> What to work on
The records below must be reproduced in full and without error.

☆ ☆ ☆ ☆ ☆

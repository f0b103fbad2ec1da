// src/core/net.rs
// Blocking HTTP GET behind the `Fetch` seam.

use std::{cell::RefCell, collections::HashMap, time::Duration};

use crate::config::consts::{HTTP_TIMEOUT_SECS, USER_AGENT};
use crate::error::FetchError;

/// One GET returning the body as text.
/// `query` pairs are appended to `url` as a URL-encoded query string.
pub trait Fetch {
    fn get(&self, url: &str, query: &[(&str, String)]) -> Result<String, FetchError>;
}

/// The live client. One request per call, no retries.
pub struct HttpClient {
    client: reqwest::blocking::Client,
}

impl HttpClient {
    pub fn new() -> Result<Self, FetchError> {
        let client = reqwest::blocking::Client::builder()
            .timeout(Duration::from_secs(HTTP_TIMEOUT_SECS))
            .user_agent(USER_AGENT)
            .build()
            .map_err(|source| FetchError::Transport { url: s!("<client setup>"), source })?;
        Ok(Self { client })
    }
}

impl Fetch for HttpClient {
    fn get(&self, url: &str, query: &[(&str, String)]) -> Result<String, FetchError> {
        // query may carry the API key: log the bare URL only, and strip the
        // request URL from reqwest errors before they reach a message
        logd!("GET {url}");

        let resp = self
            .client
            .get(url)
            .query(query)
            .send()
            .map_err(|source| FetchError::Transport { url: s!(url), source: source.without_url() })?;

        let status = resp.status();
        if !status.is_success() {
            logw!("HTTP {status} from {url}");
            return Err(FetchError::Status { url: s!(url), status: status.as_u16() });
        }

        resp.text()
            .map_err(|source| FetchError::Body { url: s!(url), source: source.without_url() })
    }
}

/// A request seen by `StaticPages`.
#[derive(Clone, Debug, PartialEq, Eq)]
pub struct Request {
    pub url: String,
    pub query: Vec<(String, String)>,
}

/// In-memory pages keyed by URL, for running the scrapers offline against
/// captured fixtures. Every call is recorded.
#[derive(Default)]
pub struct StaticPages {
    pages: HashMap<String, String>,
    requests: RefCell<Vec<Request>>,
}

impl StaticPages {
    pub fn new() -> Self {
        Self::default()
    }

    pub fn with(mut self, url: impl Into<String>, body: impl Into<String>) -> Self {
        self.insert(url, body);
        self
    }

    pub fn insert(&mut self, url: impl Into<String>, body: impl Into<String>) {
        self.pages.insert(url.into(), body.into());
    }

    pub fn requests(&self) -> Vec<Request> {
        self.requests.borrow().clone()
    }

    /// Number of requests made for `url`, regardless of query.
    pub fn hits(&self, url: &str) -> usize {
        self.requests.borrow().iter().filter(|r| r.url == url).count()
    }
}

impl Fetch for StaticPages {
    fn get(&self, url: &str, query: &[(&str, String)]) -> Result<String, FetchError> {
        self.requests.borrow_mut().push(Request {
            url: s!(url),
            query: query.iter().map(|(k, v)| (s!(*k), v.clone())).collect(),
        });
        self.pages
            .get(url)
            .cloned()
            .ok_or_else(|| FetchError::NotFound(s!(url)))
    }
}

#[cfg(test)]
mod tests {
    use super::*;
    use std::net::TcpListener;

    #[test]
    fn static_pages_records_requests_and_misses() {
        let pages = StaticPages::new().with("https://example.org/a", "A");

        assert_eq!(pages.get("https://example.org/a", &[]).unwrap(), "A");
        let err = pages
            .get("https://example.org/b", &[("k", s!("v"))])
            .unwrap_err();
        assert!(matches!(err, FetchError::NotFound(ref u) if u == "https://example.org/b"));

        let reqs = pages.requests();
        assert_eq!(reqs.len(), 2);
        assert_eq!(reqs[1].query, vec![(s!("k"), s!("v"))]);
        assert_eq!(pages.hits("https://example.org/a"), 1);
    }

    #[test]
    fn transport_errors_do_not_echo_the_query() {
        // bind then drop: nothing listens on the port afterwards
        let port = TcpListener::bind("127.0.0.1:0").unwrap().local_addr().unwrap().port();
        let url = format!("http://127.0.0.1:{port}/search");

        let client = HttpClient::new().unwrap();
        let err = client
            .get(&url, &[("key", s!("SUPERSECRETKEY")), ("origin", s!("49931"))])
            .unwrap_err();

        assert!(matches!(err, FetchError::Transport { .. }));
        let shown = err.to_string();
        assert!(shown.contains(&url));
        assert!(!shown.contains("SUPERSECRETKEY"));
        assert!(!format!("{err:?}").contains("SUPERSECRETKEY"));
    }
}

☆ ☆ ☆ ☆ ☆

> Response
repository f0b103fbad2ec1da
// src/core/net.rs
// Blocking HTTP GET behind the `Fetch` seam.

use std::{cell::RefCell, collections::HashMap, time::Duration};

use crate::config::consts::{HTTP_TIMEOUT_SECS, USER_AGENT};
use crate::error::FetchError;

/// One GET returning the body as text.
/// `query` pairs are appended to `url` as a URL-encoded query string.
pub trait Fetch {
    fn get(&self, url: &str, query: &[(&str, String)]) -> Result<String, FetchError>;
}

/// The live client. One request per call, no retries.
pub struct HttpClient {
    client: reqwest::blocking::Client,
}

impl HttpClient {
    pub fn new() -> Result<Self, FetchError> {
        let client = reqwest::blocking::Client::builder()
            .timeout(Duration::from_secs(HTTP_TIMEOUT_SECS))
            .user_agent(USER_AGENT)
            .build()
            .map_err(|source| FetchError::Transport { url: s!("<client setup>"), source })?;
        Ok(Self { client })
    }
}

impl Fetch for HttpClient {
    fn get(&self, url: &str, query: &[(&str, String)]) -> Result<String, FetchError> {
        // query may carry the API key: log the bare URL only, and strip the
        // request URL from reqwest errors before they reach a message
        logd!("GET {url}");

        let resp = self
            .client
            .get(url)
            .query(query)
            .send()
            .map_err(|source| FetchError::Transport { url: s!(url), source: source.without_url() })?;

        let status = resp.status();
        if !status.is_success() {
            logw!("HTTP {status} from {url}");
            return Err(FetchError::Status { url: s!(url), status: status.as_u16() });
        }

        resp.text()
            .map_err(|source| FetchError::Body { url: s!(url), source: source.without_url() })
    }
}

/// A request seen by `StaticPages`.
#[derive(Clone, Debug, PartialEq, Eq)]
pub struct Request {
    pub url: String,
    pub query: Vec<(String, String)>,
}

/// In-memory pages keyed by URL, for running the scrapers offline against
/// captured fixtures. Every call is recorded.
#[derive(Default)]
pub struct StaticPages {
    pages: HashMap<String, String>,
    requests: RefCell<Vec<Request>>,
}

impl StaticPages {
    pub fn new() -> Self {
        Self::default()
    }

    pub fn with(mut self, url: impl Into<String>, body: impl Into<String>) -> Self {
        self.insert(url, body);
        self
    }

    pub fn insert(&mut self, url: impl Into<String>, body: impl Into<String>) {
        self.pages.insert(url.into(), body.into());
    }

    pub fn requests(&self) -> Vec<Request> {
        self.requests.borrow().clone()
    }

    /// Number of requests made for `url`, regardless of query.
    pub fn hits(&self, url: &str) -> usize {
        self.requests.borrow().iter().filter(|r| r.url == url).count()
    }
}

impl Fetch for StaticPages {
    fn get(&self, url: &str, query: &[(&str, String)]) -> Result<String, FetchError> {
        self.requests.borrow_mut().push(Request {
            url: s!(url),
            query: query.iter().map(|(k, v)| (s!(*k), v.clone())).collect(),
        });
        self.pages
            .get(url)
            .cloned()
            .ok_or_else(|| FetchError::NotFound(s!(url)))
    }
}

#[cfg(test)]
mod tests {
    use super::*;
    use std::net::TcpListener;

    #[test]
    fn static_pages_records_requests_and_misses() {
        let pages = StaticPages::new().with("https://example.org/a", "A");

        assert_eq!(pages.get("https://example.org/a", &[]).unwrap(), "A");
        let err = pages
            .get("https://example.org/b", &[("k", s!("v"))])
            .unwrap_err();
        assert!(matches!(err, FetchError::NotFound(ref u) if u == "https://example.org/b"));

        let reqs = pages.requests();
        assert_eq!(reqs.len(), 2);
        assert_eq!(reqs[1].query, vec![(s!("k"), s!("v"))]);
        assert_eq!(pages.hits("https://example.org/a"), 1);
    }

    #[test]
    fn transport_errors_do_not_echo_the_query() {
        // bind then drop: nothing listens on the port afterwards
        let port = TcpListener::bind("127.0.0.1:0").unwrap().local_addr().unwrap().port();
        let url = format!("http://127.0.0.1:{port}/search");

        let client = HttpClient::new().unwrap();
        let err = client
            .get(&url, &[("key", s!("SUPERSECRETKEY")), ("origin", s!("49931"))])
            .unwrap_err();

        assert!(matches!(err, FetchError::Transport { .. }));
        let shown = err.to_string();
        assert!(shown.contains(&url));
        assert!(!shown.contains("SUPERSECRETKEY"));
        assert!(!format!("{err:?}").contains("SUPERSECRETKEY"));
    }
}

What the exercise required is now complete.